» Required work
Could you work out the number of lines in the listing that include the word "Returns" and reply with that figure alone?
=== Begin Enclosure ===
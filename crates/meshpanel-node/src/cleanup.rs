//! Scheduled stale-contact sweep.
//!
//! Called by the event loop on a configurable interval (default: 24 h)
//! and on demand via [`NodeCommand::CleanupNow`](crate::command::NodeCommand).
//! The sweep runs off the event loop against a copy of the
//! last-activity map; it never mutates panel state.
//!
//! A contact is stale when **both** its last advertisement and its
//! last message activity are missing or older than the threshold.
//! Each stale contact gets its own remove command; a failed removal is
//! logged and the sweep moves on.

use std::time::Duration;

use meshpanel_storage::LastActivityMap;
use meshpanel_types::{ContactRecord, OutboundCommand, Result, Timestamp};

use crate::host::HostHandles;

// ---------------------------------------------------------------------------
// CleanupReport
// ---------------------------------------------------------------------------

/// Summary of a cleanup sweep.
#[derive(Clone, Copy, Debug, Default, Eq, PartialEq)]
pub struct CleanupReport {
    /// Contacts with a usable identity that were checked.
    pub examined: usize,
    /// Contacts found stale.
    pub stale: usize,
    /// Stale contacts the host confirmed removing.
    pub removed: usize,
    /// Stale contacts whose removal failed.
    pub failed: usize,
}

// ---------------------------------------------------------------------------
// Staleness
// ---------------------------------------------------------------------------

/// Returns `true` if neither the advert nor the activity timestamp is
/// within `threshold_secs` of `now`.
pub fn is_stale(
    last_advert: Option<Timestamp>,
    last_activity: Option<Timestamp>,
    now: Timestamp,
    threshold_secs: f64,
) -> bool {
    let fresh = |ts: Option<Timestamp>| ts.is_some_and(|t| t.is_within(now, threshold_secs));
    !fresh(last_advert) && !fresh(last_activity)
}

/// Selects the stale contacts from `contacts`.
///
/// Records without an identity are skipped. The second value is the
/// number of records examined.
pub fn stale_contacts<'a>(
    contacts: &'a [ContactRecord],
    last_activity: &LastActivityMap,
    now: Timestamp,
    threshold_secs: f64,
) -> (Vec<&'a ContactRecord>, usize) {
    let mut examined = 0;
    let stale = contacts
        .iter()
        .filter(|record| {
            let Some(identity) = record.identity() else {
                return false;
            };
            examined += 1;
            is_stale(
                record.last_advert,
                last_activity.get(&identity),
                now,
                threshold_secs,
            )
        })
        .collect();
    (stale, examined)
}

// ---------------------------------------------------------------------------
// Sweep
// ---------------------------------------------------------------------------

/// Runs one sweep against the host.
///
/// # Errors
///
/// Returns an error only if the contact list cannot be fetched.
/// Individual removal failures are counted in the report.
pub async fn run_cleanup(
    host: &HostHandles,
    last_activity: &LastActivityMap,
    now: Timestamp,
    threshold_secs: f64,
    timeout: Duration,
) -> Result<CleanupReport> {
    let contacts = host.contacts(timeout).await?;
    let (stale, examined) = stale_contacts(&contacts, last_activity, now, threshold_secs);

    let mut report = CleanupReport {
        examined,
        stale: stale.len(),
        ..CleanupReport::default()
    };

    for record in stale {
        let Some(identity) = record.identity() else {
            continue;
        };

        let command = OutboundCommand::RemoveContact {
            pubkey: identity.to_string(),
        };

        match host.dispatch(&command, timeout).await {
            Ok(()) => {
                report.removed += 1;
                tracing::info!(
                    %identity,
                    name = record.display_name(),
                    "removed stale contact"
                );
            }
            Err(e) => {
                report.failed += 1;
                tracing::warn!(%e, %identity, "failed to remove stale contact");
            }
        }
    }

    tracing::debug!(
        examined = report.examined,
        stale = report.stale,
        removed = report.removed,
        failed = report.failed,
        "cleanup sweep completed"
    );

    Ok(report)
}

// ---------------------------------------------------------------------------
// Tests
// ---------------------------------------------------------------------------

#[cfg(test)]
mod tests {
    use super::*;
    use meshpanel_types::NodeIdentity;

    const DAY: f64 = 86_400.0;

    fn ts(secs: f64) -> Option<Timestamp> {
        Some(Timestamp::from_secs(secs))
    }

    #[test]
    fn stale_requires_both_old() {
        let now = Timestamp::from_secs(100.0 * DAY);
        let threshold = 30.0 * DAY;

        assert!(is_stale(None, None, now, threshold));
        assert!(is_stale(ts(10.0 * DAY), None, now, threshold));
        assert!(is_stale(ts(10.0 * DAY), ts(20.0 * DAY), now, threshold));

        assert!(!is_stale(ts(90.0 * DAY), None, now, threshold));
        assert!(!is_stale(None, ts(90.0 * DAY), now, threshold));
        assert!(!is_stale(ts(10.0 * DAY), ts(99.0 * DAY), now, threshold));
    }

    #[test]
    fn threshold_boundary_is_fresh() {
        let now = Timestamp::from_secs(100.0 * DAY);
        assert!(!is_stale(ts(70.0 * DAY), None, now, 30.0 * DAY));
    }

    #[test]
    fn stale_selection_uses_activity_map() {
        let now = Timestamp::from_secs(100.0 * DAY);
        let contacts = vec![
            ContactRecord {
                pubkey_prefix: Some("AA11".into()),
                last_advert: ts(1.0),
                ..ContactRecord::default()
            },
            ContactRecord {
                pubkey_prefix: Some("bb22".into()),
                last_advert: ts(1.0),
                ..ContactRecord::default()
            },
            ContactRecord::default(),
        ];

        let mut activity = LastActivityMap::new();
        match NodeIdentity::new("aa11") {
            Ok(id) => activity.record(id, Timestamp::from_secs(99.0 * DAY)),
            Err(e) => panic!("bad identity: {e}"),
        }

        let (stale, examined) = stale_contacts(&contacts, &activity, now, 30.0 * DAY);
        assert_eq!(examined, 2);
        assert_eq!(stale.len(), 1);
        assert_eq!(stale[0].pubkey_prefix.as_deref(), Some("bb22"));
    }
}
=== End Enclosure ===
» Exercise result
2